McKinsey’s Global Banking Annual Review 2021 revealed that banks are trading just at their book value, versus non-banking financial institutions, which are trading at 1.3 times their book value. This is despite the fact that the financial system as a whole gained more than 20 percent in market cap (about $1.9 trillion) from February 2020 to October 2021. Fintechs are quickly increasingly their hold on the banking industry. As of November 2021, there were 10,755 fintech start-ups in the Americas.
According to KBV research, the size of the global neo-banking market is expected to hit $333.4 billion by 2026, at a CAGR of 47.1 percent. For banks, this is indeed a wake-up call to delve deep and find ways to turn this threat into an opportunity to recapture their revenue and customer base.
Several factors have contributed to the growth of fintechs – including the ability to provide personalized customer experience, greater financial inclusion, and products that address specific financial needs, with quick access and speedy service. Typically, fintech apps run on the latest technologies in a fast-paced, responsive environment that makes such value additions possible.
At the same time, 57 percent of respondents to the recently released ‘Innovation in Retail Banking Report’ from Efma stated that their digital deployment was partial or that digital investments were not delivering as expected.
The question then is, how can banks mirror the operations of these fintechs, while also capitalizing on their inherent advantages of scale and reach.
How can a bank think like a fintech?
For banks to emulate the behavior of fintech, it is important that they rethink their organizational structure in favor of a flatter structure that allows for greater agility and responsiveness. Also, customer-response teams need to be more cross-functional with product experts, marketing, sales and branch staff working cohesively to deliver superior customer experiences. This also requires gathering customer insights gleaned across various touchpoints during the customer journey. Also, last mile employees in customer facing roles must be empowered with the tools, skills, and data to deliver solutions to customers, rather than merely redirecting them to the next level.
The work environment needs to evolve too to allow for hybrid working, part-time work, and other models that are a part of today’s gig economy. Building a culture of continuous learning in line with changing dynamics in the financial services market is essential for banks to counter the threat posed by fintechs.

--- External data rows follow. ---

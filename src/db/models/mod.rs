// src/db/models/mod.rs

//! Row mappings for the Sideloader tables
//!
//! Each model reads and writes its own table; the domain types are
//! defined in `config` and only gain persistence methods here.

mod app;
mod config;
mod preference;

pub use preference::Preference;
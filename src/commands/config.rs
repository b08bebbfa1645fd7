// src/commands/config.rs

//! Install profile CLI commands
//!
//! Profiles, package bindings and the global preferences they fall back to.

use super::{open_manager, parse_authorizer};
use anyhow::{Result, anyhow};
use sideloader::config::{
    AppBinding, AppRepo, ConfigEntity, ConfigRepo, DexoptMode, InstallMode, PreferenceKey,
    Preferences, RootImplementation,
};
use sideloader::db::SqliteStore;
use sideloader::device::DeviceCapabilities;
use tracing::info;

fn print_config(config: &ConfigEntity) {
    match config.id {
        Some(id) => println!("[{}] {}", id, config.name),
        None => println!("{} (built-in)", config.name),
    }
    if !config.description.is_empty() {
        println!("  {}", config.description);
    }
    println!("  authorizer:   {}", config.authorizer);
    if let Some(command) = config.customize_command() {
        println!("  command:      {}", command);
    }
    println!("  install mode: {}", config.install_mode.as_str());
    if let Some(installer) = &config.installer {
        println!("  installer:    {}", installer);
    }
    let flags: Vec<&str> = [
        (config.auto_delete, "auto-delete"),
        (config.all_users, "all-users"),
        (config.allow_downgrade, "allow-downgrade"),
        (config.allow_test_only, "allow-test-only"),
    ]
    .iter()
    .filter(|(on, _)| *on)
    .map(|(_, name)| *name)
    .collect();
    if !flags.is_empty() {
        println!("  flags:        {}", flags.join(", "));
    }
    if config.enable_dexopt {
        println!(
            "  dexopt:       {}{}",
            config.dexopt_mode,
            if config.force_dexopt { " (forced)" } else { "" }
        );
    }
}

/// List stored profiles, bindings and preferences
pub fn cmd_config_list(db_path: &str) -> Result<()> {
    let store = SqliteStore::open(db_path)?;

    let configs = ConfigRepo::all(&store)?;
    if configs.is_empty() {
        println!("No profiles stored.");
    }
    for config in &configs {
        print_config(config);
    }

    let bindings = AppRepo::all(&store)?;
    if !bindings.is_empty() {
        println!("\nBindings ({}):", bindings.len());
        for binding in &bindings {
            println!(
                "  {} -> {}",
                binding.package_name.as_deref().unwrap_or("<default>"),
                binding.config_id
            );
        }
    }

    let prefs = store.preferences()?;
    if !prefs.is_empty() {
        println!("\nPreferences:");
        for pref in &prefs {
            println!("  {} = {}", pref.key, pref.value);
        }
    }
    Ok(())
}

/// Show the profile an install for `package` would use
pub async fn cmd_config_show(db_path: &str, package: Option<&str>) -> Result<()> {
    let (manager, _store) = open_manager(db_path, None).await?;
    let deps = manager.deps();
    let config = deps.resolver.resolve(package)?;

    println!("Effective profile for {}:", package.unwrap_or("<default>"));
    print_config(&config);
    println!(
        "  uninstall:    flags {:#x}",
        deps.resolver.uninstall_flags()?.bits()
    );
    println!("  modules via:  {}", deps.resolver.root_implementation()?);

    let caps = DeviceCapabilities::new(deps.device.clone());
    println!(
        "  session installs: {}",
        if caps.session_install_supported().await {
            "supported"
        } else {
            "unsupported"
        }
    );
    Ok(())
}

#[allow(clippy::too_many_arguments)]
pub fn cmd_config_add(
    db_path: &str,
    name: &str,
    description: Option<&str>,
    authorizer: &str,
    customize: Option<&str>,
    install_mode: &str,
    installer: Option<&str>,
    flags: (bool, bool, bool, bool),
    dexopt: Option<(&str, bool)>,
) -> Result<()> {
    let store = SqliteStore::open(db_path)?;
    let (auto_delete, all_users, allow_downgrade, allow_test_only) = flags;

    let mode = InstallMode::parse(install_mode)
        .ok_or_else(|| anyhow!("Unknown install mode '{}'", install_mode))?;
    let mut config = ConfigEntity::new(name)
        .with_authorizer(parse_authorizer(authorizer)?)
        .with_install_mode(mode)
        .with_auto_delete(auto_delete);
    if let Some(text) = description {
        config.description = text.to_string();
    }
    if let Some(command) = customize {
        config = config.with_customize_authorizer(command);
    }
    if let Some(installer) = installer {
        config = config.with_installer(installer);
    }
    config.all_users = all_users;
    config.allow_downgrade = allow_downgrade;
    config.allow_test_only = allow_test_only;
    if let Some((mode, force)) = dexopt {
        let mode = DexoptMode::parse(mode)
            .ok_or_else(|| anyhow!("Unknown dexopt mode '{}'", mode))?;
        config = config.with_dexopt(mode, force);
    }

    let id = store.insert_config(&mut config)?;
    info!("Added profile {} ({})", id, name);
    println!("Added profile {}: {}", id, name);
    Ok(())
}

pub fn cmd_config_remove(db_path: &str, id: i64) -> Result<()> {
    let store = SqliteStore::open(db_path)?;
    if ConfigRepo::find(&store, id)?.is_none() {
        return Err(anyhow!("Profile {} does not exist", id));
    }
    store.delete_config(id)?;
    println!("Removed profile {}", id);
    Ok(())
}

pub fn cmd_config_bind(db_path: &str, id: i64, package: Option<&str>) -> Result<()> {
    let store = SqliteStore::open(db_path)?;
    if ConfigRepo::find(&store, id)?.is_none() {
        return Err(anyhow!("Profile {} does not exist", id));
    }
    let mut binding = AppBinding::new(package.map(str::to_string), id);
    store.insert_binding(&mut binding)?;
    println!("Bound {} to profile {}", package.unwrap_or("<default>"), id);
    Ok(())
}

pub fn cmd_config_unbind(db_path: &str, package: Option<&str>) -> Result<()> {
    let store = SqliteStore::open(db_path)?;
    store.remove_binding(package)?;
    println!("Unbound {}", package.unwrap_or("<default>"));
    Ok(())
}

fn parse_key(key: &str) -> Result<PreferenceKey> {
    PreferenceKey::parse(key).ok_or_else(|| anyhow!("Unknown preference '{}'", key))
}

/// Reject values the resolver would silently ignore
fn validate(key: PreferenceKey, value: &str) -> Result<()> {
    let valid = match key {
        PreferenceKey::Authorizer => parse_authorizer(value).is_ok(),
        PreferenceKey::CustomizeAuthorizer => true,
        PreferenceKey::InstallMode => InstallMode::parse(value).is_some(),
        PreferenceKey::UninstallFlags => value.trim().parse::<u32>().is_ok(),
        PreferenceKey::RootImplementation => RootImplementation::parse(value).is_some(),
    };
    if !valid {
        return Err(anyhow!("Invalid value '{}' for {}", value, key.as_str()));
    }
    Ok(())
}

pub fn cmd_config_set(db_path: &str, key: &str, value: &str) -> Result<()> {
    let store = SqliteStore::open(db_path)?;
    let key = parse_key(key)?;
    validate(key, value)?;
    store.set(key, value)?;
    println!("{} = {}", key.as_str(), value);
    Ok(())
}

pub fn cmd_config_unset(db_path: &str, key: &str) -> Result<()> {
    let store = SqliteStore::open(db_path)?;
    store.unset_preference(parse_key(key)?)?;
    println!("Cleared {}", key);
    Ok(())
}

Some ways to accomplish these goals are:
- Build a Digital Twin: Given that banks often have to grapple with complex legacy architecture which could hold them back, building a digital twin that is separate from existing infrastructure can help. One great example is Marcus by Goldman Sachs, created as an online-only bank to add to the 150-year-old Wall Street investment bank’s traditional offerings. DBS’s Digibank, a branchless, mobile-only bank is another great example since it offers all the functionalities of a physical bank, and has gained over 1.8 million customers in India, within 18 months of its launch.
- Acquire the Right Skills: Banks can choose to partner with fintechs or even buy them out rather than trying to develop the skills inhouse. The bank then becomes a collaborator in the ecosystem and expands capabilities quickly since any lacunae can be supplemented by a partner with those capabilities. This is a win-win for banks and fintechs as the latter will have the scale and reach that they could not achieve alone. A great example is RBL Bank’s digital transformation showcases the incredible journey of a regional, traditional bank becoming lean, responsive by leveraging a large pool of the partner ecosystem to build and deliver compelling digital propositions.
- Participate in Building the Ecosystem: Banks can engage the start-up ecosystem in conducive geographies so that they have a front seat view of the changing dynamics and are empowered to drive change. For instance, DBS Bank in Singapore sponsors fintech events, providing a sandbox environment and use cases for start-ups. The bank also undertakes incubation of start-ups providing funding and support. Such an exercise can provide powerful insights to the parent organization too and help shape its journey.
Staying relevant in the changing context
With customers becoming more demanding, countries offering pushing for real-time payment mechanisms, and open banking picking up, banks need to act fast. However, irrespective of the approach that they eventually choose, any strategy for the future must be cloud-first, API-first, ecosystem-first, mobile-first, and most importantly, customer-first. In addition, using the power of AI to leverage ML, deep learning, robotics, analytics and more is all important.